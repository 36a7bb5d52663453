// State management module
//
// Presentation-side model of the running batch. Only the presenter mutates
// it, by applying the events it drains from the progress queue.

use crate::models::{BatchSummary, JobKind, ProcessingResult, ProgressKey, TaskId};
use crate::progress::BatchEvent;
use indexmap::IndexMap;
use std::sync::{Arc, PoisonError, RwLock};
use tokio::sync::broadcast;

/// Snapshot of a batch as the presenter sees it
#[derive(Debug, Clone, Default, PartialEq)]
pub struct BatchState {
    pub job: Option<JobKind>,
    pub is_running: bool,
    pub total: usize,
    pub succeeded: usize,
    pub failed: usize,
    /// Batch completion percentage; never decreases within a batch
    pub batch_progress: u8,
    /// Completion of tasks that have reported progress but not finished yet
    pub task_progress: IndexMap<TaskId, u8>,
    /// Finished entries in arrival order
    pub outcomes: Vec<ProcessingResult>,
    pub summary: Option<BatchSummary>,
}

impl BatchState {
    pub fn completed(&self) -> usize {
        self.succeeded + self.failed
    }
}

/// Change events emitted when state is modified
#[derive(Clone, Debug, PartialEq)]
pub enum StateChange {
    BatchStarted { kind: JobKind, total: usize },
    TaskProgressed { task_id: TaskId, value: u8 },
    BatchProgressed { value: u8 },
    TaskFinished { task_id: TaskId, success: bool },
    BatchFinished { summary: BatchSummary },
    StateReset,
}

/// Thread-safe state manager with change events.
///
/// [`apply`](Self::apply) folds one [`BatchEvent`] into the state and returns
/// the [`StateChange`]s it caused; the same changes go to every
/// [`subscribe`](Self::subscribe)r. Progress values only move forward, so a
/// late or repeated event never rolls the display back.
pub struct StateManager {
    state: Arc<RwLock<BatchState>>,
    state_tx: broadcast::Sender<StateChange>,
}

impl StateManager {
    /// Create a new StateManager with a broadcast buffer of 100 changes
    pub fn new() -> Self {
        let (state_tx, _) = broadcast::channel(100);
        Self {
            state: Arc::new(RwLock::new(BatchState::default())),
            state_tx,
        }
    }

    /// Clone of the current state
    pub fn snapshot(&self) -> BatchState {
        self.read(BatchState::clone)
    }

    /// Execute a function with read access to the state
    pub fn read<F, R>(&self, f: F) -> R
    where
        F: FnOnce(&BatchState) -> R,
    {
        let state = self.state.read().unwrap_or_else(PoisonError::into_inner);
        f(&state)
    }

    pub fn subscribe(&self) -> broadcast::Receiver<StateChange> {
        self.state_tx.subscribe()
    }

    /// Fold one event into the state
    pub fn apply(&self, event: &BatchEvent) -> Vec<StateChange> {
        let mut state = self.state.write().unwrap_or_else(PoisonError::into_inner);
        let mut changes = Vec::new();

        match event {
            BatchEvent::BatchStarted { kind, total } => {
                *state = BatchState {
                    job: Some(*kind),
                    is_running: true,
                    total: *total,
                    ..BatchState::default()
                };
                changes.push(StateChange::BatchStarted {
                    kind: *kind,
                    total: *total,
                });
            }
            BatchEvent::Progress(progress) => match progress.key {
                ProgressKey::Batch => {
                    if progress.value > state.batch_progress {
                        state.batch_progress = progress.value;
                        changes.push(StateChange::BatchProgressed {
                            value: progress.value,
                        });
                    }
                }
                ProgressKey::Task(task_id) => {
                    let current = state.task_progress.get(&task_id).copied();
                    if current.is_none_or(|value| progress.value > value) {
                        state.task_progress.insert(task_id, progress.value);
                        changes.push(StateChange::TaskProgressed {
                            task_id,
                            value: progress.value,
                        });
                    }
                }
            },
            BatchEvent::TaskFinished(result) => {
                state.task_progress.shift_remove(&result.task_id);
                if result.is_success() {
                    state.succeeded += 1;
                } else {
                    state.failed += 1;
                }
                state.outcomes.push(result.clone());
                changes.push(StateChange::TaskFinished {
                    task_id: result.task_id,
                    success: result.is_success(),
                });
            }
            BatchEvent::BatchFinished(summary) => {
                state.is_running = false;
                state.summary = Some(*summary);
                state.task_progress.clear();
                if state.batch_progress < 100 {
                    state.batch_progress = 100;
                    changes.push(StateChange::BatchProgressed { value: 100 });
                }
                changes.push(StateChange::BatchFinished { summary: *summary });
            }
        }

        for change in &changes {
            // Ignore send errors - it's OK if no one is listening
            let _ = self.state_tx.send(change.clone());
        }

        changes
    }

    /// Forget the previous batch
    pub fn reset(&self) -> Vec<StateChange> {
        {
            let mut state = self.state.write().unwrap_or_else(PoisonError::into_inner);
            *state = BatchState::default();
        }
        let _ = self.state_tx.send(StateChange::StateReset);
        vec![StateChange::StateReset]
    }
}

impl Default for StateManager {
    fn default() -> Self {
        Self::new()
    }
}

impl Clone for StateManager {
    fn clone(&self) -> Self {
        Self {
            state: Arc::clone(&self.state),
            state_tx: self.state_tx.clone(),
        }
    }
}

#[cfg(test)]
mod tests {
    use super::*;
    use crate::models::ProgressEvent;
    use camino::{Utf8Path, Utf8PathBuf};

    fn failed(id: usize) -> ProcessingResult {
        ProcessingResult::rejected(
            TaskId(id),
            Utf8Path::new("in/a.docx"),
            Utf8PathBuf::from("out/a.docx"),
            "boom",
        )
    }

    fn started(total: usize) -> BatchEvent {
        BatchEvent::BatchStarted {
            kind: JobKind::TextReplacement,
            total,
        }
    }

    #[test]
    fn test_new_state_is_idle() {
        let state = StateManager::new().snapshot();
        assert!(!state.is_running);
        assert_eq!(state.job, None);
        assert_eq!(state.batch_progress, 0);
    }

    #[test]
    fn test_batch_started_resets_previous_outcomes() {
        let manager = StateManager::new();
        manager.apply(&started(1));
        manager.apply(&BatchEvent::TaskFinished(failed(0)));

        let changes = manager.apply(&started(3));

        assert_eq!(
            changes,
            vec![StateChange::BatchStarted {
                kind: JobKind::TextReplacement,
                total: 3
            }]
        );
        let state = manager.snapshot();
        assert!(state.is_running);
        assert_eq!(state.total, 3);
        assert!(state.outcomes.is_empty());
    }

    #[test]
    fn test_batch_progress_is_monotonic() {
        let manager = StateManager::new();
        manager.apply(&started(2));

        manager.apply(&BatchEvent::Progress(ProgressEvent::new(ProgressKey::Batch, 50)));
        let changes =
            manager.apply(&BatchEvent::Progress(ProgressEvent::new(ProgressKey::Batch, 40)));

        assert!(changes.is_empty());
        assert_eq!(manager.snapshot().batch_progress, 50);
    }

    #[test]
    fn test_task_progress_and_finish() {
        let manager = StateManager::new();
        manager.apply(&started(1));

        let key = ProgressKey::Task(TaskId(0));
        let changes = manager.apply(&BatchEvent::Progress(ProgressEvent::new(key, 0)));
        assert_eq!(
            changes,
            vec![StateChange::TaskProgressed {
                task_id: TaskId(0),
                value: 0
            }]
        );
        assert_eq!(manager.snapshot().task_progress.get(&TaskId(0)), Some(&0));

        manager.apply(&BatchEvent::TaskFinished(failed(0)));
        let state = manager.snapshot();
        assert!(state.task_progress.is_empty());
        assert_eq!(state.failed, 1);
        assert_eq!(state.completed(), 1);
    }

    #[test]
    fn test_batch_finished() {
        let manager = StateManager::new();
        manager.apply(&started(1));
        manager.apply(&BatchEvent::TaskFinished(failed(0)));

        let summary = BatchSummary {
            total: 1,
            succeeded: 0,
            failed: 1,
        };
        let changes = manager.apply(&BatchEvent::BatchFinished(summary));

        assert!(changes.contains(&StateChange::BatchFinished { summary }));
        let state = manager.snapshot();
        assert!(!state.is_running);
        assert_eq!(state.batch_progress, 100);
        assert_eq!(state.summary, Some(summary));
    }

    #[test]
    fn test_reset() {
        let manager = StateManager::new();
        manager.apply(&started(5));

        let changes = manager.reset();

        assert_eq!(changes, vec![StateChange::StateReset]);
        assert_eq!(manager.snapshot(), BatchState::default());
    }

    #[test]
    fn test_subscribers_receive_changes() {
        let manager = StateManager::new();
        let mut rx1 = manager.subscribe();
        let mut rx2 = manager.clone().subscribe();

        manager.apply(&started(2));

        assert!(matches!(rx1.try_recv(), Ok(StateChange::BatchStarted { total: 2, .. })));
        assert!(matches!(rx2.try_recv(), Ok(StateChange::BatchStarted { total: 2, .. })));
    }
}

════════════════

YOUR INSTRUCTIONS
Please report how many lines of the entries above contain the string "broadcast". Reply with only the number.

YOUR SOLUTION
5